To be clear, that 1.5 billion figure is Speak’s total addressable market, not its user number. It doesn’t actually disclose how many active users it has. As a guide, Hsu said Speak’s app has been downloaded more than 10 million times, and average usage is around 10-20 minutes/day, paying $20 per month, or $99 per year, typically a fraction of the price of hiring a human tutor to work on improving conversation.
Speak for Business, an enterprise tier, has over 200 customers, the company said.
Zwick describes Speak as part learning method and part tech platform that works in a three-step process.
First, you are thrown into listening and talking — an interesting approach, considering that Hsu and Zwick met and started working together after going through a cohort as Thiel Fellows, where you are, in theory, thrown into building an enterprise rather than going through years of learning first.
“We’re not going to explain every single grammatical rule to you,” Zwick said of the first step of its program.

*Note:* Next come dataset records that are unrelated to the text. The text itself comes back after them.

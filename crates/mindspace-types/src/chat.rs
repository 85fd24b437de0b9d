//! Conversation turn types for the MindSpace dashboard.
//!
//! Turns live only in memory for the lifetime of one dashboard view.

use chrono::{DateTime, Utc};
use serde::{Deserialize, Serialize};
use uuid::Uuid;

use std::fmt;
use std::str::FromStr;

/// Text of the assistant turn appended when the completion service fails.
pub const COMPLETION_ERROR_TEXT: &str = "Error fetching response.";

/// Who authored a turn.
#[derive(Debug, Clone, Copy, PartialEq, Eq, Serialize, Deserialize)]
#[serde(rename_all = "lowercase")]
pub enum Sender {
    User,
    Assistant,
}

impl fmt::Display for Sender {
    fn fmt(&self, f: &mut fmt::Formatter<'_>) -> fmt::Result {
        match self {
            Sender::User => write!(f, "user"),
            Sender::Assistant => write!(f, "assistant"),
        }
    }
}

impl FromStr for Sender {
    type Err = String;

    fn from_str(s: &str) -> Result<Self, Self::Err> {
        match s.to_lowercase().as_str() {
            "user" => Ok(Sender::User),
            "assistant" | "ai" => Ok(Sender::Assistant),
            other => Err(format!("invalid sender: '{other}'")),
        }
    }
}

/// Unique identifier of a turn (UUID v7, time-sortable).
#[derive(Debug, Clone, Copy, PartialEq, Eq, Hash, Serialize, Deserialize)]
pub struct TurnId(pub Uuid);

impl TurnId {
    pub fn new() -> Self {
        Self(Uuid::now_v7())
    }
}

impl Default for TurnId {
    fn default() -> Self {
        Self::new()
    }
}

impl fmt::Display for TurnId {
    fn fmt(&self, f: &mut fmt::Formatter<'_>) -> fmt::Result {
        write!(f, "{}", self.0)
    }
}

/// One message in a conversation.
#[derive(Debug, Clone, Serialize, Deserialize)]
pub struct Turn {
    pub id: TurnId,
    pub text: String,
    pub sender: Sender,
    /// For assistant turns, the user turn this replies to.
    pub reply_to: Option<TurnId>,
    pub created_at: DateTime<Utc>,
}

impl Turn {
    /// A turn authored by the signed-in user.
    pub fn user(text: impl Into<String>) -> Self {
        Self {
            id: TurnId::new(),
            text: text.into(),
            sender: Sender::User,
            reply_to: None,
            created_at: Utc::now(),
        }
    }

    /// An assistant reply to the user turn `reply_to`.
    pub fn assistant(text: impl Into<String>, reply_to: TurnId) -> Self {
        Self {
            id: TurnId::new(),
            text: text.into(),
            sender: Sender::Assistant,
            reply_to: Some(reply_to),
            created_at: Utc::now(),
        }
    }

    /// Whether this assistant turn is the fixed completion error text.
    pub fn is_error(&self) -> bool {
        self.sender == Sender::Assistant && self.text == COMPLETION_ERROR_TEXT
    }
}
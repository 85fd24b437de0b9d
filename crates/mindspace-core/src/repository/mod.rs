//! Storage trait definitions (ports).
//!
//! These traits define the storage interface that the infrastructure layer
//! (mindspace-infra) implements. The core crate never depends on any
//! specific storage technology.

pub mod profile;
pub mod storage;
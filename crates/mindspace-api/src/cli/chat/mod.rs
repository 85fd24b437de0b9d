//! Interactive dashboard for the terminal.
//!
//! Greeting and suggested prompts, the conversation view, slash commands and
//! the voice toggle. Entry point: `loop_runner::run_chat_loop`.

pub mod banner;
pub mod commands;
pub mod input;
pub mod loop_runner;
pub mod renderer;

Second, you are then asked to apply that new term or phrase over and over — “basically drills where you just practice saying it out loud with various other pieces of languages so that it becomes automatic, with no translation.”
Third, Speak then presents the phrase in “a real-world context using AI… That’s how you really anchor it,” Zwick said.
Ironically, although the aim is to get its learners speaking a new language with humans, there are no humans in the loop. This is all crafted using speech recognition, natural language processing, generative AI and more to tailor the learning to the learner.
Does it work, though? For now, Speak doesn’t have any integrations with any standardized language learning qualifications, if you believe in that particular metric. That is a route others in the online language learning space have taken, with Duolingo, for example, providing an English test that international students can use to prove their English competency for thousands of English-language universities.
“We are explicitly trying not to be a test prep solution, frankly, because, unfortunately, all tests so far are imperfect,” Zwick said. “What ends up happening is that people end up gaming tests. They try to become good at taking that test. They’re not trying to become good at actually being able to communicate and use the language in the real world. The only way to really have a proper assessment is to have an expert have a conversation with you. There are some tests like that. But how do we scale that to everyone?”
Hsu hinted that this could be part of the company’s plan in the long term, however. “This system we’re building right now to quantify fluency and efficacy, I think [it] will be really useful for launching something like a true, actually accurate English fluency score or test,” he said.
Gamification is also not an area that Speak has explored to date, sitting out one of the bigger trends in online learning in the last several years (for now, at least). Duolingo and companies like Kahoot have leaned into it though, turning the art of learning into something of a game. New services like Eleven Labs’ multilingual AI agents launched in November will potentially open the field to more language-learning services also pursuing ways to encourage speaking that will take on features like gamification.
Some of the funding might see more consumer-driven models like this introduced as well.
Now with more staff, “there’s room to bring more of those behavioral mechanisms into the app to result in positive change for the users,” Zwick said. But that won’t be at the expense of actually learning. “When there’s a tug of war between gamification and engagement and efficacy, we will pick efficacy 100% of the time,” he said.
Ben Quazzo, a partner at Accel who led the investment round, will be joining Speak’s board of directors. “Speak has emerged as a standout player in consumer AI, demonstrating exceptional growth and market potential,” he said in a statement.